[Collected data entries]
---*---
//! Configuration utility functions.

use std::path::{Path, PathBuf};

/// Parent directories searched above the cwd for the settings file.
const MAX_PARENTS: usize = 3;

/// Find a settings file by searching upward from `start`
///
/// Checks `start` itself and up to three parent directories.
///
/// # Example
/// ```text
/// /home/user/notes/daily/     ← start
/// /home/user/noteserve.toml   ← found (two levels up)
/// ```
pub fn find_config_file(name: &Path, start: &Path) -> Option<PathBuf> {
    if name.is_absolute() {
        return name.is_file().then(|| name.to_path_buf());
    }

    start
        .ancestors()
        .take(MAX_PARENTS + 1)
        .map(|dir| dir.join(name))
        .find(|candidate| candidate.is_file())
}

#[cfg(test)]
mod tests {
    use super::*;
    use std::fs;
    use tempfile::TempDir;

    #[test]
    fn test_find_in_start_dir() {
        let dir = TempDir::new().unwrap();
        fs::write(dir.path().join("noteserve.toml"), "").unwrap();

        let found = find_config_file(Path::new("noteserve.toml"), dir.path());
        assert_eq!(found, Some(dir.path().join("noteserve.toml")));
    }

    #[test]
    fn test_find_in_parent() {
        let dir = TempDir::new().unwrap();
        let nested = dir.path().join("a/b");
        fs::create_dir_all(&nested).unwrap();
        fs::write(dir.path().join("noteserve.toml"), "").unwrap();

        let found = find_config_file(Path::new("noteserve.toml"), &nested);
        assert_eq!(found, Some(dir.path().join("noteserve.toml")));
    }

    #[test]
    fn test_search_depth_is_bounded() {
        let dir = TempDir::new().unwrap();
        let nested = dir.path().join("a/b/c/d");
        fs::create_dir_all(&nested).unwrap();
        fs::write(dir.path().join("noteserve.toml"), "").unwrap();

        assert!(find_config_file(Path::new("noteserve.toml"), &nested).is_none());
    }
}
//! Render coordination: source note → servable artifact.
//!
//! - `convert` - the external converter seam
//! - `inject` - style and poll script embedding
//! - `output` - unique artifact paths
//! - `style` - live stylesheet
//!
//! # Concurrency
//!
//! Concurrent renders of the same note are single-flighted: the second caller
//! waits on a per-identity lock, then finds the first caller's artifact in the
//! cache. Different notes convert in parallel. No cache lock is ever held
//! across a conversion.

mod convert;
mod inject;
mod output;
mod style;

#[cfg(test)]
mod tests;

pub use convert::{ConvertError, Converter, PandocConverter};
pub use inject::inject;
pub use output::ArtifactDir;
pub use style::{StyleError, StyleSheet};

use std::fs;
use std::path::{Path, PathBuf};
use std::sync::Arc;

use dashmap::DashMap;
use parking_lot::Mutex;
use thiserror::Error;

use crate::config::ServeConfig;
use crate::core::{SharedState, SourceId};
use crate::embed::serve::{POLL_JS, PollVars};
use crate::freshness::get_mtime;
use crate::logger::error_chain;
use crate::utils::path::{encode_url_path, relative_url};

#[derive(Debug, Error)]
pub enum RenderError {
    #[error("source `{0}` does not exist")]
    SourceMissing(PathBuf),

    #[error("failed to convert `{0}`")]
    Conversion(PathBuf, #[source] ConvertError),

    #[error("failed to post-process artifact `{0}`")]
    Io(PathBuf, #[source] std::io::Error),
}

/// Produces fresh artifacts, consulting and maintaining the shared cache.
pub struct RenderCoordinator {
    state: Arc<SharedState>,
    converter: Box<dyn Converter>,
    output: ArtifactDir,
    notes_dir: PathBuf,
    refresh_interval: u64,
    inflight: DashMap<SourceId, Arc<Mutex<()>>>,
}

impl RenderCoordinator {
    pub fn new(
        config: &ServeConfig,
        state: Arc<SharedState>,
        converter: Box<dyn Converter>,
    ) -> Self {
        Self {
            state,
            converter,
            output: ArtifactDir::new(&config.artifact_dir),
            notes_dir: config.notes_dir.clone(),
            refresh_interval: config.refresh_interval,
            inflight: DashMap::new(),
        }
    }

    pub fn artifacts(&self) -> &ArtifactDir {
        &self.output
    }

    /// Return a fresh artifact for `source`, converting only on a cache miss.
    pub fn render(&self, source: &Path) -> Result<PathBuf, RenderError> {
        let id = SourceId::new(source);
        if let Some(entry) = self.state.cache.lookup(&id) {
            return Ok(entry.artifact);
        }

        let lock = self.flight_lock(&id);
        let result = {
            let _guard = lock.lock();
            // A concurrent render may have finished while we waited.
            match self.state.cache.lookup(&id) {
                Some(entry) => Ok(entry.artifact),
                None => self.render_fresh(&id),
            }
        };
        drop(lock);
        self.inflight
            .remove_if(&id, |_, lock| Arc::strong_count(lock) == 1);

        if let Err(err) = &result {
            crate::log!("error"; "{}", error_chain(err));
        }
        result
    }

    fn flight_lock(&self, id: &SourceId) -> Arc<Mutex<()>> {
        Arc::clone(self.inflight.entry(id.clone()).or_default().value())
    }

    fn render_fresh(&self, id: &SourceId) -> Result<PathBuf, RenderError> {
        let source = id.path();
        // Recorded before converting: a save during conversion leaves the entry stale.
        let mtime = get_mtime(source).ok_or_else(|| RenderError::SourceMissing(source.into()))?;

        let artifact = self
            .output
            .next(id.stem())
            .map_err(|e| RenderError::Io(self.output.root().to_path_buf(), e))?;
        // Read before settings and style, so a reload during conversion is not undone by `store`.
        let generation = self.state.cache.generation();
        let settings = self.state.settings.get();

        crate::debug!("render"; "converting {}", id);
        if let Err(err) = self.converter.convert(source, &artifact, &settings.convert) {
            fs::remove_file(&artifact).ok();
            return Err(RenderError::Conversion(source.into(), err));
        }

        self.post_process(id, &artifact)?;
        if !self
            .state
            .cache
            .store_if_current(id.clone(), &artifact, mtime, generation)
        {
            crate::debug!("render"; "{} rendered against replaced settings, not cached", id);
        }

        if get_mtime(source) == Some(mtime) {
            self.state.dirty.clear_dirty(id);
        } else {
            crate::debug!("render"; "{} changed during conversion, staying dirty", id);
        }

        crate::log!("render"; "{}", self.display_name(id));
        Ok(artifact)
    }

    /// Embed the current stylesheet and the poll script.
    fn post_process(&self, id: &SourceId, artifact: &Path) -> Result<(), RenderError> {
        let io_err = |e| RenderError::Io(artifact.to_path_buf(), e);
        let content = fs::read_to_string(artifact).map_err(io_err)?;

        let check_url = format!("/api/check_modified/{}", self.poll_path(id));
        let script = POLL_JS.render(&PollVars {
            check_url: &check_url,
            interval: self.refresh_interval,
        });
        let style = self.state.style.get();

        let html = inject(&content, style.as_deref().map(String::as_str), &script);
        fs::write(artifact, html).map_err(io_err)
    }

    /// URL-encoded path of `id` relative to the notes directory.
    fn poll_path(&self, id: &SourceId) -> String {
        let rel = relative_url(id.path(), &self.notes_dir)
            .unwrap_or_else(|| id.stem().to_string());
        encode_url_path(&rel)
    }

    fn display_name(&self, id: &SourceId) -> String {
        id.path()
            .strip_prefix(&self.notes_dir)
            .unwrap_or(id.path())
            .display()
            .to_string()
    }
}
---*---
**Problem**.
Every entry above needs to be copied exactly.

**Result**.
//! Configuration utility functions.

use std::path::{Path, PathBuf};

/// Parent directories searched above the cwd for the settings file.
const MAX_PARENTS: usize = 3;

/// Find a settings file by searching upward from `start`
///
/// Checks `start` itself and up to three parent directories.
///
/// # Example
/// ```text
/// /home/user/notes/daily/     ← start
/// /home/user/noteserve.toml   ← found (two levels up)
/// ```
pub fn find_config_file(name: &Path, start: &Path) -> Option<PathBuf> {
    if name.is_absolute() {
        return name.is_file().then(|| name.to_path_buf());
    }

    start
        .ancestors()
        .take(MAX_PARENTS + 1)
        .map(|dir| dir.join(name))
        .find(|candidate| candidate.is_file())
}

#[cfg(test)]
mod tests {
    use super::*;
    use std::fs;
    use tempfile::TempDir;

    #[test]
    fn test_find_in_start_dir() {
        let dir = TempDir::new().unwrap();
        fs::write(dir.path().join("noteserve.toml"), "").unwrap();

        let found = find_config_file(Path::new("noteserve.toml"), dir.path());
        assert_eq!(found, Some(dir.path().join("noteserve.toml")));
    }

    #[test]
    fn test_find_in_parent() {
        let dir = TempDir::new().unwrap();
        let nested = dir.path().join("a/b");
        fs::create_dir_all(&nested).unwrap();
        fs::write(dir.path().join("noteserve.toml"), "").unwrap();

        let found = find_config_file(Path::new("noteserve.toml"), &nested);
        assert_eq!(found, Some(dir.path().join("noteserve.toml")));
    }

    #[test]
    fn test_search_depth_is_bounded() {
        let dir = TempDir::new().unwrap();
        let nested = dir.path().join("a/b/c/d");
        fs::create_dir_all(&nested).unwrap();
        fs::write(dir.path().join("noteserve.toml"), "").unwrap();

        assert!(find_config_file(Path::new("noteserve.toml"), &nested).is_none());
    }
}
//! Render coordination: source note → servable artifact.
//!
//! - `convert` - the external converter seam
//! - `inject` - style and poll script embedding
//! - `output` - unique artifact paths
//! - `style` - live stylesheet
//!
//! # Concurrency
//!
//! Concurrent renders of the same note are single-flighted: the second caller
//! waits on a per-identity lock, then finds the first caller's artifact in the
//! cache. Different notes convert in parallel. No cache lock is ever held
//! across a conversion.

mod convert;
mod inject;
mod output;
mod style;

#[cfg(test)]
mod tests;

pub use convert::{ConvertError, Converter, PandocConverter};
pub use inject::inject;
pub use output::ArtifactDir;
pub use style::{StyleError, StyleSheet};

use std::fs;
use std::path::{Path, PathBuf};
use std::sync::Arc;

use dashmap::DashMap;
use parking_lot::Mutex;
use thiserror::Error;

use crate::config::ServeConfig;
use crate::core::{SharedState, SourceId};
use crate::embed::serve::{POLL_JS, PollVars};
use crate::freshness::get_mtime;
use crate::logger::error_chain;
use crate::utils::path::{encode_url_path, relative_url};

#[derive(Debug, Error)]
pub enum RenderError {
    #[error("source `{0}` does not exist")]
    SourceMissing(PathBuf),

    #[error("failed to convert `{0}`")]
    Conversion(PathBuf, #[source] ConvertError),

    #[error("failed to post-process artifact `{0}`")]
    Io(PathBuf, #[source] std::io::Error),
}

/// Produces fresh artifacts, consulting and maintaining the shared cache.
pub struct RenderCoordinator {
    state: Arc<SharedState>,
    converter: Box<dyn Converter>,
    output: ArtifactDir,
    notes_dir: PathBuf,
    refresh_interval: u64,
    inflight: DashMap<SourceId, Arc<Mutex<()>>>,
}

impl RenderCoordinator {
    pub fn new(
        config: &ServeConfig,
        state: Arc<SharedState>,
        converter: Box<dyn Converter>,
    ) -> Self {
        Self {
            state,
            converter,
            output: ArtifactDir::new(&config.artifact_dir),
            notes_dir: config.notes_dir.clone(),
            refresh_interval: config.refresh_interval,
            inflight: DashMap::new(),
        }
    }

    pub fn artifacts(&self) -> &ArtifactDir {
        &self.output
    }

    /// Return a fresh artifact for `source`, converting only on a cache miss.
    pub fn render(&self, source: &Path) -> Result<PathBuf, RenderError> {
        let id = SourceId::new(source);
        if let Some(entry) = self.state.cache.lookup(&id) {
            return Ok(entry.artifact);
        }

        let lock = self.flight_lock(&id);
        let result = {
            let _guard = lock.lock();
            // A concurrent render may have finished while we waited.
            match self.state.cache.lookup(&id) {
                Some(entry) => Ok(entry.artifact),
                None => self.render_fresh(&id),
            }
        };
        drop(lock);
        self.inflight
            .remove_if(&id, |_, lock| Arc::strong_count(lock) == 1);

        if let Err(err) = &result {
            crate::log!("error"; "{}", error_chain(err));
        }
        result
    }

    fn flight_lock(&self, id: &SourceId) -> Arc<Mutex<()>> {
        Arc::clone(self.inflight.entry(id.clone()).or_default().value())
    }

    fn render_fresh(&self, id: &SourceId) -> Result<PathBuf, RenderError> {
        let source = id.path();
        // Recorded before converting: a save during conversion leaves the entry stale.
        let mtime = get_mtime(source).ok_or_else(|| RenderError::SourceMissing(source.into()))?;

        let artifact = self
            .output
            .next(id.stem())
            .map_err(|e| RenderError::Io(self.output.root().to_path_buf(), e))?;
        // Read before settings and style, so a reload during conversion is not undone by `store`.
        let generation = self.state.cache.generation();
        let settings = self.state.settings.get();

        crate::debug!("render"; "converting {}", id);
        if let Err(err) = self.converter.convert(source, &artifact, &settings.convert) {
            fs::remove_file(&artifact).ok();
            return Err(RenderError::Conversion(source.into(), err));
        }

        self.post_process(id, &artifact)?;
        if !self
            .state
            .cache
            .store_if_current(id.clone(), &artifact, mtime, generation)
        {
            crate::debug!("render"; "{} rendered against replaced settings, not cached", id);
        }

        if get_mtime(source) == Some(mtime) {
            self.state.dirty.clear_dirty(id);
        } else {
            crate::debug!("render"; "{} changed during conversion, staying dirty", id);
        }

        crate::log!("render"; "{}", self.display_name(id));
        Ok(artifact)
    }

    /// Embed the current stylesheet and the poll script.
    fn post_process(&self, id: &SourceId, artifact: &Path) -> Result<(), RenderError> {
        let io_err = |e| RenderError::Io(artifact.to_path_buf(), e);
        let content = fs::read_to_string(artifact).map_err(io_err)?;

        let check_url = format!("/api/check_modified/{}", self.poll_path(id));
        let script = POLL_JS.render(&PollVars {
            check_url: &check_url,
            interval: self.refresh_interval,
        });
        let style = self.state.style.get();

        let html = inject(&content, style.as_deref().map(String::as_str), &script);
        fs::write(artifact, html).map_err(io_err)
    }

    /// URL-encoded path of `id` relative to the notes directory.
    fn poll_path(&self, id: &SourceId) -> String {
        let rel = relative_url(id.path(), &self.notes_dir)
            .unwrap_or_else(|| id.stem().to_string());
        encode_url_path(&rel)
    }

    fn display_name(&self, id: &SourceId) -> String {
        id.path()
            .strip_prefix(&self.notes_dir)
            .unwrap_or(id.path())
            .display()
            .to_string()
    }
}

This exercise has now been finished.